Planning to apply for a job in a social sector organisation? Here are eight questions that you will be asked.
How passionate are you for the cause (or vision ) of the social sector organisation you are applying to?
When you are applying to a social sector organisation – it is assumed that you are aware of their vision and your ideas are aligned with the same. If a company is working to solve the problem of cleanliness, or sanitation – then they would want to know your opinion on the issue and why do you want to address it.
Do you know about the founder, board, the area of focus of the firm and their social impact or previous projects?
While doing your research on the organisation, it is essential to read about the founders and their mission. Thorough knowledge of their previous projects, their domain of work and their social impact is a must. Most organisations share this information on their websites, and social media handles making it readily available. Additionally, knowing about the social impact created by the organisation is necessary.
How is your work experience relevant to the job?
Often, when candidates are looking for a shift from the corporate sector to the social sector, they are unsure about how their profile will fit in. Similarly, the organisation require convincing too.
An excellent way to start is to reflect on your profile and the job description and evaluate how your skills will be appropriate for the role.
For example, if you have experience in marketing or business development, then you will be a good hire for fundraising or if you have worked in the media previously, then communication and writing reports/proposals are the roles that will be appropriate for you.

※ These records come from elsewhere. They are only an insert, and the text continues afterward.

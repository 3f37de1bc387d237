//! Workspace facade.
//!
//! The argument-transit protocol lives in the `crates/cmdproxy-*` members;
//! this crate carries no code of its own and exists only so the workspace
//! root has a package to attach `tests/e2e.rs` to.

#![deny(unsafe_code)]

Are you okay with the financials?
Salaries in the social sector are less as compared to the corporates, although the trend is slowly changing and established social ventures are willing to match the market rate for the right talent. But every development sector organisation would want to know if you are okay with lesser salaries and pay cut to evaluate the drive?
Where does this role fit into your long-term plan or why social sector?
Hiring managers at a social sector organisation want to be convinced if you are someone who is keen to work in the organisation long-term [3-5 years]. This is because the social sector is suffering from a talent gap, and it is essential to hire someone who is a problem solver and culturally fits into the system. Thus, no matter how cliche this question is, you need to have an answer.
Are you good at multitasking?
Development sector is a project-centric workplace. Thus, when a candidate is selected for a project, they are expected to handle multiple activities: leading a team, communicating with the stakeholders, writing reports to operations. ‘Are you good at multitasking?’ is also a question that recruiters ask to understand your attitude towards work, deadlines and evaluate if you are a team player.
How entrepreneurial are you?
In the social sector, managers are expected to take the lead and develop projects from scratch. Work involves rolling up your sleeves and setting up the processes, building a team, measuring impact and more. Thus, you have to convince the interviewee that you are capable of single-handedly managing extensive large scale assignments.
What is your geographical preference – urban or rural or both?
Many social development firms operate in the rural areas, often in under-developed towns working to improve infrastructure. At the same time, some of them work in urban areas or have projects in both cities and villages. Sometimes, people take up field jobs and quit after not being able to handle it. Thus, the questions about ‘working in the field’ is a crucial one. Every hiring manager will ask you to understand your enthusiasm and spirit and if you will be able to work in the rural areas.